Exercise description
For each line below that contains the word "control", return that line.

Data records
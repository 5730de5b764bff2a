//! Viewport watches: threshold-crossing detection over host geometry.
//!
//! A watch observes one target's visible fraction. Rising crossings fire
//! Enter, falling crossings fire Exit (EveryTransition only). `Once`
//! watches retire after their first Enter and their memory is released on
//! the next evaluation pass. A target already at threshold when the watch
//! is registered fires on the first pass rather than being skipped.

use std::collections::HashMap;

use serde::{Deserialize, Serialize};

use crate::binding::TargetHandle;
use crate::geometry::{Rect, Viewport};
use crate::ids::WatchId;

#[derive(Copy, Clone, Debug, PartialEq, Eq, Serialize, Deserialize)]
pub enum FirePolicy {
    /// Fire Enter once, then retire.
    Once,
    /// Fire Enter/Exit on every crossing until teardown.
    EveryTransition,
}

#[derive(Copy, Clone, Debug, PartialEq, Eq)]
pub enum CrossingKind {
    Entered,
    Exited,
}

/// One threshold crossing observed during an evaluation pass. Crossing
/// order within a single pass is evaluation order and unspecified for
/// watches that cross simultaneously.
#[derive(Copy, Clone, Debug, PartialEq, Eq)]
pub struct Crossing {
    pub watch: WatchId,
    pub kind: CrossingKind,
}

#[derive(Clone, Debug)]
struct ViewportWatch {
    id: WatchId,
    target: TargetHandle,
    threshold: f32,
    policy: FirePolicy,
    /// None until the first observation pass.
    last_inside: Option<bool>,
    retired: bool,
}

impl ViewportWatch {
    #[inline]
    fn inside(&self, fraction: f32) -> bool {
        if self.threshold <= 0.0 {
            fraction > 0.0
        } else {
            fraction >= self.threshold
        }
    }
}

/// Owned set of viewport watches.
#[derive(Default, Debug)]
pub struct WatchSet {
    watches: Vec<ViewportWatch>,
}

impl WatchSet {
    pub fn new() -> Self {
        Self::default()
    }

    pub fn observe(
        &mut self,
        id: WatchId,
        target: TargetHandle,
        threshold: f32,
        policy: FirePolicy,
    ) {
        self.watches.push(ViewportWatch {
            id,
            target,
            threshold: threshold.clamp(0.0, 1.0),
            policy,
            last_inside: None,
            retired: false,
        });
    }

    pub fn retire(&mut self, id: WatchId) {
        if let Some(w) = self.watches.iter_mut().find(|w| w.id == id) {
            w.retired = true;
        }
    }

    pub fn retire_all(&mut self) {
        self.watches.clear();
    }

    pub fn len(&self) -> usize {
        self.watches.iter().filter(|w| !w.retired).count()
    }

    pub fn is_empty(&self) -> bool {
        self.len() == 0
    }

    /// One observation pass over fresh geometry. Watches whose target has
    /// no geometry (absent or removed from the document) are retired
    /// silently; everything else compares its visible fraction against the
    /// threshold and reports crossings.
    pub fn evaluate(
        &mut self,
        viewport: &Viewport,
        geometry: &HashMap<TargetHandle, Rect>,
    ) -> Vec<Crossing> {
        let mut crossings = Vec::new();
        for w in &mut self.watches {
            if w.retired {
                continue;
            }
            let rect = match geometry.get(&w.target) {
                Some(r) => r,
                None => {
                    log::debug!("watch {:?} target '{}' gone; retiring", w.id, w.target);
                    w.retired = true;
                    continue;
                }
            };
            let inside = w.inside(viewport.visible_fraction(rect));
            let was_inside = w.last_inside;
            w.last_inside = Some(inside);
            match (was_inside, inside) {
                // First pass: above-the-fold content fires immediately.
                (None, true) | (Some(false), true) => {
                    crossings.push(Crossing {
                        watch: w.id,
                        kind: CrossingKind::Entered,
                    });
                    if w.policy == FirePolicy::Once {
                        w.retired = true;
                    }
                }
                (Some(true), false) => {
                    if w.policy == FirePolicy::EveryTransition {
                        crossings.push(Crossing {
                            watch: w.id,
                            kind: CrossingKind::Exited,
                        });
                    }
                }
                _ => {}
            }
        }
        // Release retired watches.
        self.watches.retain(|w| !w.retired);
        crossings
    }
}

---

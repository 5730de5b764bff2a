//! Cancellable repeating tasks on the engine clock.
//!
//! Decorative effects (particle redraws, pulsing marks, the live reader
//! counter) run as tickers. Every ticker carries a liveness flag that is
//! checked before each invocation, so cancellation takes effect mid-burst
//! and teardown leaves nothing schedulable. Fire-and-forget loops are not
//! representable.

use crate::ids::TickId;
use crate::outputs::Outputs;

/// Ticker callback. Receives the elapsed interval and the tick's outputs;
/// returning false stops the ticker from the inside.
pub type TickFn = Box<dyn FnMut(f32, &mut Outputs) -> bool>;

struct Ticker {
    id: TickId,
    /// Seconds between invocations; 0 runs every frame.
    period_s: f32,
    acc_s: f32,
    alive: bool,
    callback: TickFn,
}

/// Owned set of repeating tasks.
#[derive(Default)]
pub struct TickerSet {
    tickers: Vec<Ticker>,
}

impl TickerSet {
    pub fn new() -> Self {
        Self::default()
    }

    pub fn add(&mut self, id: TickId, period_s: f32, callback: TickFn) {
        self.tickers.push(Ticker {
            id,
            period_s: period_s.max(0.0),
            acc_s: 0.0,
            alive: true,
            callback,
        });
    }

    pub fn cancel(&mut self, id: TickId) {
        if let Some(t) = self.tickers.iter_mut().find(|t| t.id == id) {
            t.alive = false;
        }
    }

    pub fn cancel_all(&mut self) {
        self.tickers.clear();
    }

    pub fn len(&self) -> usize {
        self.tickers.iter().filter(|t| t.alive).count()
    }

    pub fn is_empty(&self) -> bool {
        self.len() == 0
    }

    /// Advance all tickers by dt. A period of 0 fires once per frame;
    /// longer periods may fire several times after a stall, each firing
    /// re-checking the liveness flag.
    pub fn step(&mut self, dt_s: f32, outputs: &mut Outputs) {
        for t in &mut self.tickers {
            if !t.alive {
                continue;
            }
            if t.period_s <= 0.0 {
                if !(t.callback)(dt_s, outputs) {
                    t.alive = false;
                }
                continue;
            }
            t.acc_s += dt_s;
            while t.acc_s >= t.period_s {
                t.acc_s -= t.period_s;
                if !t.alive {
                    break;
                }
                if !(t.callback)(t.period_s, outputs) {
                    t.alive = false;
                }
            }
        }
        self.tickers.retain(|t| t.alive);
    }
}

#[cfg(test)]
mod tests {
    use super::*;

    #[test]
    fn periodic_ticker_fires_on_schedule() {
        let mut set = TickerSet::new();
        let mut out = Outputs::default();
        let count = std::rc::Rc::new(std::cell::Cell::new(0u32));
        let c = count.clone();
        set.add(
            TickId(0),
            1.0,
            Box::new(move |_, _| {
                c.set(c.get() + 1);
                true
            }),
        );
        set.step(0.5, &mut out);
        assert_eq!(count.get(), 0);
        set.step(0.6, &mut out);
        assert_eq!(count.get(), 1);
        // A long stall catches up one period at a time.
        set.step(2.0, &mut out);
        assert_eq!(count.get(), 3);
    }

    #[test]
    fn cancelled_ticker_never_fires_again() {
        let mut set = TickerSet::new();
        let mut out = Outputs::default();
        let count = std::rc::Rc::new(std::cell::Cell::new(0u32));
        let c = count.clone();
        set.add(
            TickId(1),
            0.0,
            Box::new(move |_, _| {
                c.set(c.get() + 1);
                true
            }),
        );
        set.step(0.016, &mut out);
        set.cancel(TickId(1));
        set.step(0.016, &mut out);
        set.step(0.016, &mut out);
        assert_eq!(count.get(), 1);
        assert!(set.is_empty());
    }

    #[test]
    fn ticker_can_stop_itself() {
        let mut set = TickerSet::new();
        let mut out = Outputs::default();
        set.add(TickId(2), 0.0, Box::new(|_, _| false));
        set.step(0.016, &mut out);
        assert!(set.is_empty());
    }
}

--

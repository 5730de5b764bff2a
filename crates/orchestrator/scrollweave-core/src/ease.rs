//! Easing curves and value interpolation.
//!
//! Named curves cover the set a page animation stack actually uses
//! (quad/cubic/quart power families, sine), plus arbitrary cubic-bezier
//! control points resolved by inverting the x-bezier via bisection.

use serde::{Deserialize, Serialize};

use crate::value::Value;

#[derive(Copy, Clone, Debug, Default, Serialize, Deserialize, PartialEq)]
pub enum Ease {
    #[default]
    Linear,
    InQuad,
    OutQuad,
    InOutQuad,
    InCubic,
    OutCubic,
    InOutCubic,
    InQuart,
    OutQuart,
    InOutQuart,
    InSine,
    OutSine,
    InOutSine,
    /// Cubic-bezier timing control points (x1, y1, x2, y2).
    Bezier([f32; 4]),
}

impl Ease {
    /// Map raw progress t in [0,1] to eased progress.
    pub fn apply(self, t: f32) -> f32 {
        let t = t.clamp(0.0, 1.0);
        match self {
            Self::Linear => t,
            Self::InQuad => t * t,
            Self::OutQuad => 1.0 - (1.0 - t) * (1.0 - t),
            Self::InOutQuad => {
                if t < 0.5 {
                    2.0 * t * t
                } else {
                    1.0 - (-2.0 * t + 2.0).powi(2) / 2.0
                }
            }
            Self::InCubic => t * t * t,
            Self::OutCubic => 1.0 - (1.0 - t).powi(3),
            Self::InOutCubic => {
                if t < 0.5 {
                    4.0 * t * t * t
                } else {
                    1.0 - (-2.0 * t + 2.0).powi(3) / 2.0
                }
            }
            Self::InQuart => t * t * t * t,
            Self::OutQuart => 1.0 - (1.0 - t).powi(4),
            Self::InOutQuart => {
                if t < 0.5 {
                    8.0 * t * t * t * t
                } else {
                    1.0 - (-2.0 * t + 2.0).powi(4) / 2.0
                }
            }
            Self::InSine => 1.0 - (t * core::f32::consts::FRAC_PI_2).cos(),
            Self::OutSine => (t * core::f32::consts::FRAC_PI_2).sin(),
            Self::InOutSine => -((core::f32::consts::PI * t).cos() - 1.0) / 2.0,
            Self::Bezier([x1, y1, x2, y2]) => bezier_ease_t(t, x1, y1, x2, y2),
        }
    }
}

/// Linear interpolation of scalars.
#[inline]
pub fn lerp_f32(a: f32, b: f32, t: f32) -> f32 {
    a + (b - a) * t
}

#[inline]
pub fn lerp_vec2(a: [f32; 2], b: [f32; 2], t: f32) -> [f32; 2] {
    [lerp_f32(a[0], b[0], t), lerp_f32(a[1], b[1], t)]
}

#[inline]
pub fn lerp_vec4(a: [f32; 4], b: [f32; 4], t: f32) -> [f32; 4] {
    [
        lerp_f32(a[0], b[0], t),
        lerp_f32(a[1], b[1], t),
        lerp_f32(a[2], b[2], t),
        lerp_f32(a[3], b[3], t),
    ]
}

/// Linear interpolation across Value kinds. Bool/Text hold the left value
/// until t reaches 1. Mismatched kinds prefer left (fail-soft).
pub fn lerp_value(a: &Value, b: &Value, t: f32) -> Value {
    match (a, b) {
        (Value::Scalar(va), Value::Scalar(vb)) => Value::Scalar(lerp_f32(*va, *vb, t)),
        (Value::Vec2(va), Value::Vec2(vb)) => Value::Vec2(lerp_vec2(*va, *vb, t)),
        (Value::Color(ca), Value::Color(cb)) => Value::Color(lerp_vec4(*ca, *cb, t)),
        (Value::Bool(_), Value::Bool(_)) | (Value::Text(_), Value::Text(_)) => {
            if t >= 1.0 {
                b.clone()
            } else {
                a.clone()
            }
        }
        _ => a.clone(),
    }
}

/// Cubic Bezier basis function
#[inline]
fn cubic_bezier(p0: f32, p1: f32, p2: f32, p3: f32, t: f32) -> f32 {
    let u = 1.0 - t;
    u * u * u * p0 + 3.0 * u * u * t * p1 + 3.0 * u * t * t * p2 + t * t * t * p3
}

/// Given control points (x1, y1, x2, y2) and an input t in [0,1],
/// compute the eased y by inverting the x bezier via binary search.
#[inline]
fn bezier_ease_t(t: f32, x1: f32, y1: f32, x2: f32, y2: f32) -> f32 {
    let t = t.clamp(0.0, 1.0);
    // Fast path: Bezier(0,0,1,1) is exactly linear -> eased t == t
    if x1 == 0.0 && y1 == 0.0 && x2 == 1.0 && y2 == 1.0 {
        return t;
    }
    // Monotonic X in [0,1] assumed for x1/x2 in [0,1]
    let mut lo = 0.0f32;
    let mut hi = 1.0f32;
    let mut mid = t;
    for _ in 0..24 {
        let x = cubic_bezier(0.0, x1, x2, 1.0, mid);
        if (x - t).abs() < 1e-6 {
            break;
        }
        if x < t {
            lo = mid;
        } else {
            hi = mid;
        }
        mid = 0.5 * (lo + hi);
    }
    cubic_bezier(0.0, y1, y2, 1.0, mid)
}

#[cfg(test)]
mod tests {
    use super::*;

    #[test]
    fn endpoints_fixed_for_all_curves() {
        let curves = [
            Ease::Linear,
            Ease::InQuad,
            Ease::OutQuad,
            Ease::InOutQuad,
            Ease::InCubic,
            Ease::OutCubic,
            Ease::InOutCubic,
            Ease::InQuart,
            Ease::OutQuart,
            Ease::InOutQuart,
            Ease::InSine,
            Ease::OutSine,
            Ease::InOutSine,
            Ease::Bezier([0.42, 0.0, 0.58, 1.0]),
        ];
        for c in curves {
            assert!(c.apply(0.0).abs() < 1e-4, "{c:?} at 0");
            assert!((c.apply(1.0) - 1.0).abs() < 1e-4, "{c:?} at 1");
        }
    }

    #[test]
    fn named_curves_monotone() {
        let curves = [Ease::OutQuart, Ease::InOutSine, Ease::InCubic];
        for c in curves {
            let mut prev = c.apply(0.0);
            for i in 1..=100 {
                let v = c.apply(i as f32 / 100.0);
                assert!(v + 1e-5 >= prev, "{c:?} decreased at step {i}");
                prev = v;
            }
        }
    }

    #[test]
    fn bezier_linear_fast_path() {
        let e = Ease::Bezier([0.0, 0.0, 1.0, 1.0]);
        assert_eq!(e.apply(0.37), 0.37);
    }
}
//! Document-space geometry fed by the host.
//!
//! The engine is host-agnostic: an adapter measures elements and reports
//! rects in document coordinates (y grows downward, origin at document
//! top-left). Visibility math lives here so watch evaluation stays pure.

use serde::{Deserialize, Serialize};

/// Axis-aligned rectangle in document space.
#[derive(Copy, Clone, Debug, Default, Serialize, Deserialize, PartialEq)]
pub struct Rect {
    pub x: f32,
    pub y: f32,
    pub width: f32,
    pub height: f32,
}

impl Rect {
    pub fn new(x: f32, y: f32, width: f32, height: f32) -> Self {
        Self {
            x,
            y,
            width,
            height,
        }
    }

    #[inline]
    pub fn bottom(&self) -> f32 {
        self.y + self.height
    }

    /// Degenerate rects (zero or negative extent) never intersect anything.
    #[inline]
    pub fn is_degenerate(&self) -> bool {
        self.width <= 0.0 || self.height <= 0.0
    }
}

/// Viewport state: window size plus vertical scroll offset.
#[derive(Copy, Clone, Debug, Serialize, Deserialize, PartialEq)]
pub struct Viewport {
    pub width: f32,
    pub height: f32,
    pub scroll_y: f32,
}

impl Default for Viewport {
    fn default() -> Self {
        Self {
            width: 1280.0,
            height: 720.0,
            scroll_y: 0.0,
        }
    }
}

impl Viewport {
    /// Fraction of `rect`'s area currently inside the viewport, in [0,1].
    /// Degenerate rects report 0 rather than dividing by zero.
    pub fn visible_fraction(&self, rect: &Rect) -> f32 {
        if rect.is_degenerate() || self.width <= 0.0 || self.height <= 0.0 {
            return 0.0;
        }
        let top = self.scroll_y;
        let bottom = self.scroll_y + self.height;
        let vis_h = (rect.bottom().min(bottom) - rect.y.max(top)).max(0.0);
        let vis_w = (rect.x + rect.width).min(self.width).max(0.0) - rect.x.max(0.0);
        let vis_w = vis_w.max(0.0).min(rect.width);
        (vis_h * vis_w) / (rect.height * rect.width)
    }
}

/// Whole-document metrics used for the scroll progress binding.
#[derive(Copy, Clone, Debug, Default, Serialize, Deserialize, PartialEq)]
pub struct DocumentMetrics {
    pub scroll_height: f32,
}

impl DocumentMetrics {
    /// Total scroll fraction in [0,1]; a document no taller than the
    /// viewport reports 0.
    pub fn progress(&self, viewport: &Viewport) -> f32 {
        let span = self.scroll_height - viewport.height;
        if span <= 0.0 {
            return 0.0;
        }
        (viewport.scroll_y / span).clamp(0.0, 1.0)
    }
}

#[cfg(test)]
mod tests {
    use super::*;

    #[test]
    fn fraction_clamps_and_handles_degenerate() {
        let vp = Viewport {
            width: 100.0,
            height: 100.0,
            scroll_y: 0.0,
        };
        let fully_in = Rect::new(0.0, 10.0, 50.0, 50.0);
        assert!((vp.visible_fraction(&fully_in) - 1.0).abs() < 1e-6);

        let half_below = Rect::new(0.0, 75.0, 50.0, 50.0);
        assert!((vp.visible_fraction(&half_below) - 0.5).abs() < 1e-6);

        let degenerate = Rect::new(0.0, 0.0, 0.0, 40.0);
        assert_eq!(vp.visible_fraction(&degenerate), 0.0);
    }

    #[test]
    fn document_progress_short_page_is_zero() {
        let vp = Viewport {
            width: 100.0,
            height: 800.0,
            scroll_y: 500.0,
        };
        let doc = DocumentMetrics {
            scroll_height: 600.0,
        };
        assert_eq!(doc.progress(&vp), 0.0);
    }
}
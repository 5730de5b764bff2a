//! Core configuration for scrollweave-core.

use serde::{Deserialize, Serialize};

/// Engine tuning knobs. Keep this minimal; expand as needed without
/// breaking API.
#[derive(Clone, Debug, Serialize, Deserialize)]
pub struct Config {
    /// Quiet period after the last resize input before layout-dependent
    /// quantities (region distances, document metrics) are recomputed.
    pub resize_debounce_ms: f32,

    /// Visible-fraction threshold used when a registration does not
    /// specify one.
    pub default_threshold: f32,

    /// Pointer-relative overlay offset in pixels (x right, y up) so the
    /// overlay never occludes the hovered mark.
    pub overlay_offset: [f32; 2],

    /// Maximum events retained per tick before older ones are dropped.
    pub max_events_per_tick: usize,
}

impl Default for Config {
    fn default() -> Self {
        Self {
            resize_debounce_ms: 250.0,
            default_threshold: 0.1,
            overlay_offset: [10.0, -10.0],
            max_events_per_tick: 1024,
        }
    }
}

Solution
//! control points resolved by inverting the x-bezier via bisection.
    /// Cubic-bezier timing control points (x1, y1, x2, y2).
/// Given control points (x1, y1, x2, y2) and an input t in [0,1],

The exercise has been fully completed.